Johannesburg, South Africa — The Gauteng provincial government is introducing a digital-first operating-licence system designed to modernise the public-transport sector and eliminate longstanding backlogs and inefficiencies.
According to Kedibone Diale‑Tlabela, the MEC for Roads and Transport, the new technology-driven process will “streamline applications, strengthen data integrity, and improve service delivery for all.” The initiative is part of the work of the Gauteng Public Transport Crisis Committee, which was established in January 2025 to tackle the operating-licence backlog across the province’s transport modes.

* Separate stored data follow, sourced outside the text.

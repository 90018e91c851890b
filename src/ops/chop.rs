//! In-place truncation of a segment at a cut address.
//!
//! `*_from` keeps the cut address, `*_at` drops it. Every chop either
//! succeeds or leaves the segment exactly as it was.

use crate::{Address, AddrSeg, SegmentError};

impl<A: Address> AddrSeg<A> {
    /// Keep `[cut, end]`, discarding everything before `cut`.
    pub fn chop_left_from(&mut self, cut: A) -> Result<(), SegmentError> {
        let end = self.checked_cut(cut)?;
        self.size = end - cut + A::ONE;
        self.start = cut;
        Ok(())
    }

    /// Keep `(cut, end]`, discarding `cut` and everything before it.
    pub fn chop_left_at(&mut self, cut: A) -> Result<(), SegmentError> {
        let end = self.checked_cut(cut)?;
        let next = cut.checked_add(A::ONE).ok_or(SegmentError::AddressOverflow)?;
        if cut == end {
            return Err(SegmentError::WouldBeEmpty { addr: cut.to_u64() });
        }
        self.size = end - next + A::ONE;
        self.start = next;
        Ok(())
    }

    /// Keep `[start, cut]`, discarding everything after `cut`.
    pub fn chop_right_from(&mut self, cut: A) -> Result<(), SegmentError> {
        self.checked_cut(cut)?;
        self.size = cut - self.start + A::ONE;
        Ok(())
    }

    /// Keep `[start, cut)`, discarding `cut` and everything after it.
    pub fn chop_right_at(&mut self, cut: A) -> Result<(), SegmentError> {
        self.checked_cut(cut)?;
        let prev = cut.checked_sub(A::ONE).ok_or(SegmentError::AddressOverflow)?;
        if cut == self.start {
            return Err(SegmentError::WouldBeEmpty { addr: cut.to_u64() });
        }
        self.size = prev - self.start + A::ONE;
        Ok(())
    }

    /// Validate the segment and the cut address, returning the end address.
    fn checked_cut(&self, cut: A) -> Result<A, SegmentError> {
        if !self.is_valid() {
            return Err(SegmentError::InvalidSegment);
        }
        let end = self.end();
        if cut < self.start || cut > end {
            return Err(SegmentError::OutOfRange { addr: cut.to_u64() });
        }
        Ok(end)
    }
}
use crate::{Address, AddrSeg};

impl<A: Address> AddrSeg<A> {
    /// `true` if both segments are valid and share at least one address.
    ///
    /// Invalid segments intersect nothing, not even an identical copy.
    pub fn intersects(&self, other: &Self) -> bool {
        if !self.is_valid() || !other.is_valid() {
            return false;
        }

        let (first, second) = if self.start < other.start {
            (self, other)
        } else {
            (other, self)
        };

        first.end() >= second.start
    }

    /// `true` if `self` lies entirely within `outer`.
    ///
    /// An invalid segment belongs to nothing, itself included.
    pub fn is_inside(&self, outer: &Self) -> bool {
        if !self.is_valid() || !outer.is_valid() {
            return false;
        }

        self.start >= outer.start && self.end() <= outer.end()
    }

    /// Same size and no shared address: the two may be copied into each other.
    pub fn are_compatible(&self, other: &Self) -> bool {
        if !self.is_valid() || !other.is_valid() {
            return false;
        }

        self.is_same_size(other) && !self.intersects(other)
    }

    /// The shared sub-segment, if the two intersect.
    pub fn intersection(&self, other: &Self) -> Option<Self> {
        if !self.intersects(other) {
            return None;
        }

        let start = self.start.max(other.start);
        let end = self.end().min(other.end());
        Some(Self::from_addr_size(start, end - start + A::ONE))
    }
}
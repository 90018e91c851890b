use std::fmt;
use std::hash::Hash;
use std::ops::{Add, Sub};

/// Fixed-width unsigned integer used for both addresses and sizes.
///
/// Every segment computation is expressed in terms of these operations so the
/// same code covers a 16-bit embedded bus and a host `usize` heap.
pub trait Address:
    Copy
    + Ord
    + Hash
    + Default
    + fmt::Debug
    + fmt::Display
    + fmt::UpperHex
    + Add<Output = Self>
    + Sub<Output = Self>
{
    const ZERO: Self;
    const ONE: Self;
    const MAX: Self;

    fn checked_add(self, rhs: Self) -> Option<Self>;
    fn checked_sub(self, rhs: Self) -> Option<Self>;
    fn to_usize(self) -> Option<usize>;
    /// Widening conversion used for error reports.
    fn to_u64(self) -> u64;
    fn from_usize(value: usize) -> Option<Self>;
}

macro_rules! impl_address {
    ($($ty:ty),* $(,)?) => {
        $(
            impl Address for $ty {
                const ZERO: Self = 0;
                const ONE: Self = 1;
                const MAX: Self = <$ty>::MAX;

                fn checked_add(self, rhs: Self) -> Option<Self> {
                    <$ty>::checked_add(self, rhs)
                }

                fn checked_sub(self, rhs: Self) -> Option<Self> {
                    <$ty>::checked_sub(self, rhs)
                }

                fn to_usize(self) -> Option<usize> {
                    usize::try_from(self).ok()
                }

                fn to_u64(self) -> u64 {
                    self as u64
                }

                fn from_usize(value: usize) -> Option<Self> {
                    <$ty>::try_from(value).ok()
                }
            }
        )*
    };
}

impl_address!(u8, u16, u32, u64, usize);

/// Returns `true` if `addr` can be moved forward by `units` without leaving the domain.
///
/// Written as `addr <= MAX - units` so the check itself cannot overflow.
pub fn can_advance<A: Address>(addr: A, units: A) -> bool {
    addr <= A::MAX - units
}

#[cfg(test)]
mod tests {
    use super::*;

    #[test]
    fn test_can_advance_u16() {
        assert!(can_advance(0u16, 0xFFFF));
        assert!(can_advance(0xFFF0u16, 0x0F));
        assert!(!can_advance(0xFFF0u16, 0x10));
        assert!(can_advance(0xFFFFu16, 0));
        assert!(!can_advance(0xFFFFu16, 1));
    }

    #[test]
    fn test_domain_constants() {
        assert_eq!(<u16 as Address>::MAX, 0xFFFF);
        assert_eq!(<u8 as Address>::MAX, 0xFF);
        assert_eq!(<u16 as Address>::ZERO + <u16 as Address>::ONE, 1);
    }

    #[test]
    fn test_usize_conversion() {
        assert_eq!(<u16 as Address>::from_usize(0x1_0000), None);
        assert_eq!(<u16 as Address>::from_usize(0xFFFF), Some(0xFFFF));
        assert_eq!(Address::to_usize(0x1234u16), Some(0x1234));
    }
}
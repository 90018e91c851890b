//! Pure arithmetic over segments. Nothing here touches memory.

mod chop;
mod relation;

Between September and the present day, the department issued 354 operating licences, approved 5 049 applications and referred 2 247 cases for adjudication — a sign of both the scale of demand and the effort to reduce back-logs. A key part of the reform is a comprehensive clean-up and verification of the public-transport database: duplicate, fraudulent or outdated entries will be removed, enabling more accurate recording of operators, routes and licences.
Once fully implemented, the licence, route and operator information will be digitised, improving transparency and placing high-risk routes under stronger enforcement. The reform will cover all transport modes including the minibus-taxi sector, e-hailing services, school-transport vehicles and buses.
Diale-Tlabela also noted that provincial regulations are being developed to support recently amended national transport laws and new e-hailing regulations promulgated in September 2025.